> **Source material**:
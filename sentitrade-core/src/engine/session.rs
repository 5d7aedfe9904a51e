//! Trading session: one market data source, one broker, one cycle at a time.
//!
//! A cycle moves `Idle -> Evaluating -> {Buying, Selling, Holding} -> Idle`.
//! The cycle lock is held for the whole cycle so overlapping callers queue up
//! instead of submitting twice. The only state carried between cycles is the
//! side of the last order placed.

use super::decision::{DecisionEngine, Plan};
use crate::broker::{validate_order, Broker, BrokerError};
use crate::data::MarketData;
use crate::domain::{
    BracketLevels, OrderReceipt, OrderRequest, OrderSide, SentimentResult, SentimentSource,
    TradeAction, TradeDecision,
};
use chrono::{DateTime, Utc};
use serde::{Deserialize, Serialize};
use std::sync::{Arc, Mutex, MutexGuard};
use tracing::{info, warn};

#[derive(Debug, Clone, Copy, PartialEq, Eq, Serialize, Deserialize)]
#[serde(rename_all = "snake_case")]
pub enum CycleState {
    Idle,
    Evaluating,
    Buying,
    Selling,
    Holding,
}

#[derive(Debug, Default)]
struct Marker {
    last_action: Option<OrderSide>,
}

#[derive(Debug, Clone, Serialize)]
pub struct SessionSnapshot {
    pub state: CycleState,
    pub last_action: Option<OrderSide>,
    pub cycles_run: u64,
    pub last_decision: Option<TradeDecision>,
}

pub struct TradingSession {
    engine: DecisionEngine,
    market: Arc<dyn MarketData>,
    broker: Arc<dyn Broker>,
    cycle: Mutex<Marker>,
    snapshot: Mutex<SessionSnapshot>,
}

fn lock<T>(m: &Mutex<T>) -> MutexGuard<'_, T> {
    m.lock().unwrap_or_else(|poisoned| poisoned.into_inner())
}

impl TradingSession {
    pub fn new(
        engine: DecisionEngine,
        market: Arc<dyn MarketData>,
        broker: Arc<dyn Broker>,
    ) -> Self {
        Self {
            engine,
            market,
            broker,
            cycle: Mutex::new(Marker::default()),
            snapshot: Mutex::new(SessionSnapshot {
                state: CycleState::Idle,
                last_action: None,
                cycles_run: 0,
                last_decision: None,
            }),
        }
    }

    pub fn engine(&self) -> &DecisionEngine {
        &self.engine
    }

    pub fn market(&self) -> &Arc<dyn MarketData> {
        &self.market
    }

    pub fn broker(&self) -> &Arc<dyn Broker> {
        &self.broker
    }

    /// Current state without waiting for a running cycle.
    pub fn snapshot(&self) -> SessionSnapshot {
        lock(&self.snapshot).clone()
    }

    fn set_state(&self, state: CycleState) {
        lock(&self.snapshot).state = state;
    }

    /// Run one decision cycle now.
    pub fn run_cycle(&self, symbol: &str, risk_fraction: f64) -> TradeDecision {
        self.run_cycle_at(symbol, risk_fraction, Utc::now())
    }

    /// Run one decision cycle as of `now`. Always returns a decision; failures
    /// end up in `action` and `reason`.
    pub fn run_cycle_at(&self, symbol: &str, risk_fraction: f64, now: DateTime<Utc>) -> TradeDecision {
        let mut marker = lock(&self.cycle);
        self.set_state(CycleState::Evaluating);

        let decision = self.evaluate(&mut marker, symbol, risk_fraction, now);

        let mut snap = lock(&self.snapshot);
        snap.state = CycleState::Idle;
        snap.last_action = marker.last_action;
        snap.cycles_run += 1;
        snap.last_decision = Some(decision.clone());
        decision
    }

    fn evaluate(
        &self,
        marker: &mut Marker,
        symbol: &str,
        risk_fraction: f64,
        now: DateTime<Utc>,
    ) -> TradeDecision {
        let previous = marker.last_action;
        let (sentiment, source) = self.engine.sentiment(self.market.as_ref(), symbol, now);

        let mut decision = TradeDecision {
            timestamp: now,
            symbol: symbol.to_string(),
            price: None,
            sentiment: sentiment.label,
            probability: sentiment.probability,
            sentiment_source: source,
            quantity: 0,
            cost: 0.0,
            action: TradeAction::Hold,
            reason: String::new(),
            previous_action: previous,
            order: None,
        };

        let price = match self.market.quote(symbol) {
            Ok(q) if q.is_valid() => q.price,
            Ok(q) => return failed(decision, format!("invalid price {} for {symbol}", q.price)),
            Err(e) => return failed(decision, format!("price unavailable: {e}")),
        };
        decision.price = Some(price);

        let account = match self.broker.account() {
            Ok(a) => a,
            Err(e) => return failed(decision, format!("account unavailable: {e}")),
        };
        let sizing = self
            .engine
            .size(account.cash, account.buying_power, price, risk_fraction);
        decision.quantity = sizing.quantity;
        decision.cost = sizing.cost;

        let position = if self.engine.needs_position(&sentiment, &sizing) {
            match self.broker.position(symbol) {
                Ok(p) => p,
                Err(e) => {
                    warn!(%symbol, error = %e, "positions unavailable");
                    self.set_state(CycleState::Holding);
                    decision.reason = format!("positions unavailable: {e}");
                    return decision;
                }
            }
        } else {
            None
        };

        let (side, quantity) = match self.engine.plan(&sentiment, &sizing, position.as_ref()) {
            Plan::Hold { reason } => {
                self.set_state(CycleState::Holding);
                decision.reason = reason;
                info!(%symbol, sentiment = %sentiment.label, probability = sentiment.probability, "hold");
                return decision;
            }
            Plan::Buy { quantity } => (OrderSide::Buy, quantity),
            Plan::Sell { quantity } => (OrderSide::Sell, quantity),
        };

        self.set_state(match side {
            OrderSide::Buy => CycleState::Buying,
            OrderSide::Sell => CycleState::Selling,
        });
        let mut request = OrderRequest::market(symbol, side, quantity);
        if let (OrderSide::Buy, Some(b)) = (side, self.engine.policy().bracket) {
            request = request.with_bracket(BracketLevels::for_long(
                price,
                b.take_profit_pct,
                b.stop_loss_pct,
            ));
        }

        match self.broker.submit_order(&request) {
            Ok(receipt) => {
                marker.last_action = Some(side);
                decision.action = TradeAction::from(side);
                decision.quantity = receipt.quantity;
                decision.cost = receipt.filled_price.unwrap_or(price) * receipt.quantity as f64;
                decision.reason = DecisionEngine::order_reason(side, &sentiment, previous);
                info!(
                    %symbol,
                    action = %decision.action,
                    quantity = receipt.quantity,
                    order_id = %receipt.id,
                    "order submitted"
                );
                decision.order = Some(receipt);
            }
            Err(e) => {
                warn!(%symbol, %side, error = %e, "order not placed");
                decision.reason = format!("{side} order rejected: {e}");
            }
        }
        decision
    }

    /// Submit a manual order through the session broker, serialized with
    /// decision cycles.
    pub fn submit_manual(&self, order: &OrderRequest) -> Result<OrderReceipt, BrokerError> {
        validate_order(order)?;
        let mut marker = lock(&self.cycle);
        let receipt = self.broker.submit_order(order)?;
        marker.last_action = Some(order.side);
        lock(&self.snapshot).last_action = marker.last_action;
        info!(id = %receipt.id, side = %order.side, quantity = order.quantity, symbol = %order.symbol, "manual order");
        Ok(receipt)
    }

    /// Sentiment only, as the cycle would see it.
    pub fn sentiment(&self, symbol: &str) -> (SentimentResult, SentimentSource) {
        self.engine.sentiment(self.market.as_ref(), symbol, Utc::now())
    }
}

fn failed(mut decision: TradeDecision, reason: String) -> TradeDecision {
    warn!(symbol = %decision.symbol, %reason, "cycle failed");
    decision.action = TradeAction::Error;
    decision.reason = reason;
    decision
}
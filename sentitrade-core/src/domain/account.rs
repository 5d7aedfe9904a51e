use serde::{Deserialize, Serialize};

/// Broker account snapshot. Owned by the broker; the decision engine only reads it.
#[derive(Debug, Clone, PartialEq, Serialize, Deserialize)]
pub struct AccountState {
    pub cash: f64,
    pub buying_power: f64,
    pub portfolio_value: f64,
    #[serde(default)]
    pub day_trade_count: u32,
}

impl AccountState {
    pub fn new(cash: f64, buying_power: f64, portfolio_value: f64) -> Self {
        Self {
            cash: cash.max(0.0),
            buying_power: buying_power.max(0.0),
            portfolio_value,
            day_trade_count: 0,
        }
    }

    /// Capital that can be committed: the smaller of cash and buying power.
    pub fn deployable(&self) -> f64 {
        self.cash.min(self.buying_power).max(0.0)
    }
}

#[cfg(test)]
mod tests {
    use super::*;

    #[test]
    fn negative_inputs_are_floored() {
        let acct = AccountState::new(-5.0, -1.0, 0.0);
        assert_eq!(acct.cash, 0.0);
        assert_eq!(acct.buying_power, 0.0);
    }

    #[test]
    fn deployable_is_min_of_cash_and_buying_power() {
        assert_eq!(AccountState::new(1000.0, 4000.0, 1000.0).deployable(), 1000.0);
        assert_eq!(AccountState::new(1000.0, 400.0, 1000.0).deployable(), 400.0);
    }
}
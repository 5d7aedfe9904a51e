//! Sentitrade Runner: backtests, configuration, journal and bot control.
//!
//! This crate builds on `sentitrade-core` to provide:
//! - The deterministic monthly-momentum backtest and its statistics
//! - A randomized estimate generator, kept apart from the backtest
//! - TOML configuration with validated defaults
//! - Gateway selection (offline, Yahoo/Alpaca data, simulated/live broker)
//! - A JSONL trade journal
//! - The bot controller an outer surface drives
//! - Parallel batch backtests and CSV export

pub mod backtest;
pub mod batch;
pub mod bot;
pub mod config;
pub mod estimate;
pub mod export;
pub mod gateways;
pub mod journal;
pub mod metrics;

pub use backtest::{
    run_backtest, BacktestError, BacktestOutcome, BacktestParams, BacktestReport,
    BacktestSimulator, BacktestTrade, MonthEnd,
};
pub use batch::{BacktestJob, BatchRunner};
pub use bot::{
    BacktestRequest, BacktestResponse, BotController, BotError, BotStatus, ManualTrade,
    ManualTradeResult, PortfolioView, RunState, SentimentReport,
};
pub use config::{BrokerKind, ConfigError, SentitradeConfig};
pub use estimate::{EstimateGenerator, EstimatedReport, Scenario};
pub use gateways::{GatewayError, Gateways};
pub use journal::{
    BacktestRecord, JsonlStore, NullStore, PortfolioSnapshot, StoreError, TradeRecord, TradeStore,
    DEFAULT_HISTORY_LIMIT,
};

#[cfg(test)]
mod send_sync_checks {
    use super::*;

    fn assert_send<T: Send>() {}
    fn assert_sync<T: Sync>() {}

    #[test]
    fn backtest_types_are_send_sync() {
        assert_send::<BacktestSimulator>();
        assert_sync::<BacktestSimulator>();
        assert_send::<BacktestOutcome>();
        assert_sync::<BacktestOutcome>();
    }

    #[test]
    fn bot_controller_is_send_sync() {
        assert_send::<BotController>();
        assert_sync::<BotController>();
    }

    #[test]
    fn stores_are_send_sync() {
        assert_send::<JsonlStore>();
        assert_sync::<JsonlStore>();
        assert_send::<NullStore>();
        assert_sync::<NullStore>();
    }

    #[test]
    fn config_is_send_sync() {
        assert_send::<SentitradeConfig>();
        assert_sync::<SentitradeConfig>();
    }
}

> **What is required**:
Tell how many lines in the data above hold "MutexGuard". Nothing but the number.

> **Written answer**:
2